Aims
This presentation aims to highlight areas where efforts across disciplines could be coordinated to reduce the 1.45 million cancer deaths predicted in Australia and a widening of multifactorial gaps in outcomes between 2020 and 2044.
Methods
Data draw from comprehensive projections of Australian cancer incidence and mortality, contextualised with analyses of key drivers of predicted patterns. The projections, in the Lancet Public Health, draw from an age-period-cohort model or generalised linear model for 24 cancer types and all cancers combined. Effect of factors such as smoking prevalence and PSA testing (associated with increased prostate cancer incidence) were incorporated, as well as modelled COVID-19 impacts. It is complemented with a summary analysis of additional factors associated with predicted patterns, with a focus on inequity including underinvestment and ad hoc prioritisation of research.
Results
From 2020 to 2044, age-standardised mortality rates will fall by 21.5% in men and 20.6% in women on current trends. However, death rates will increase for cancers of the liver and uterus, while there are wide variations in improvements across cancer types (from a 36% fall in melanoma mortality rates to a 3.5% decline for pancreatic cancer).

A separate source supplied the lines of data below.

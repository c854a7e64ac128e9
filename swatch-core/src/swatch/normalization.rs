//! Token node normalization
//!
//! Token documents come in two field-naming conventions (`$value`/`$type` and `value`/`type`),
//! and leaves may or may not declare a type. This stage collapses all of them into one tagged
//! shape before anything downstream looks at the tree:
//!
//! ```text
//! { "brand": { "$value": "#4F46E5", "$type": "color" } }   ─┐
//! { "brand": { "value": "#4F46E5" } }                        ├─ Category[brand → Leaf{color, "#4F46E5"}]
//! { "brand": { "$value": "#4F46E5" } }                      ─┘
//! ```
//!
//! Rules:
//! - A mapping with any of `$value`, `value`, `$type`, `type` is a leaf. Leaf detection wins over
//!   category treatment, so other keys of a leaf are ignored.
//! - `$`-prefixed fields win when both conventions are present.
//! - A leaf without a value gets an empty string; a leaf without a type gets an inferred one.
//! - Category entries that are not mappings, and `$`-prefixed metadata keys, are skipped.
//!
//! Normalization never fails.

use crate::swatch::token::TokenType;
use serde_json::{Map, Value};
use tracing::trace;

/// A normalized leaf definition
#[derive(Debug, Clone, PartialEq)]
pub struct TokenLeaf {
    pub token_type: TokenType,
    pub value: Value,
}

/// Tagged leaf-or-category node
#[derive(Debug, Clone, PartialEq)]
pub enum TokenNode {
    Leaf(TokenLeaf),
    /// Named children in document order
    Category(Vec<(String, TokenNode)>),
}

impl TokenNode {
    /// Number of leaves below (or at) this node
    pub fn leaf_count(&self) -> usize {
        match self {
            TokenNode::Leaf(_) => 1,
            TokenNode::Category(children) => {
                children.iter().map(|(_, child)| child.leaf_count()).sum()
            }
        }
    }
}

/// Whether a raw mapping is a leaf definition
pub fn is_leaf(node: &Map<String, Value>) -> bool {
    ["$value", "value", "$type", "type"]
        .iter()
        .any(|field| node.contains_key(*field))
}

/// Normalize one raw node and everything below it
pub fn normalize(node: &Map<String, Value>) -> TokenNode {
    if is_leaf(node) {
        return TokenNode::Leaf(normalize_leaf(node));
    }
    normalize_category(node)
}

/// Normalize a whole document
///
/// The document root is always a category: a top-level `value` key names a token group, not a
/// token.
pub fn normalize_document(root: &Map<String, Value>) -> TokenNode {
    normalize_category(root)
}

fn normalize_category(node: &Map<String, Value>) -> TokenNode {
    let mut children = Vec::with_capacity(node.len());
    for (name, child) in node {
        if name.starts_with('$') {
            trace!(key = %name, "skipping category metadata");
            continue;
        }
        match child {
            Value::Object(map) => children.push((name.clone(), normalize(map))),
            other => {
                trace!(key = %name, value = %other, "skipping non-mapping category entry");
            }
        }
    }
    TokenNode::Category(children)
}

fn normalize_leaf(node: &Map<String, Value>) -> TokenLeaf {
    let value = node
        .get("$value")
        .or_else(|| node.get("value"))
        .cloned()
        .unwrap_or_else(|| Value::String(String::new()));

    let token_type = match node.get("$type").or_else(|| node.get("type")) {
        Some(Value::String(name)) => TokenType::from_name(name),
        _ => TokenType::infer(&value),
    };

    TokenLeaf { token_type, value }
}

While tobacco control and sun protection will drive prevention benefits, stage-shift through ad hoc early detection and organised screening, and optimal care at all stages, will drive reduced mortality post-diagnosis. Widening variations by cancer type and between demographics will occur, unless there is systematic change. Research investment is not prioritised to need.
Conclusions
A coordinated approach to cancer research, policy and practice reform, mapped against trends in disease burden by cancer type, intervention and evidence gaps, could help drive major reductions in predicted cancer mortality and widening inequity. Cancer control professionals, informed with both clinical evidence and compelling data on trends, can be effective advocates for reform.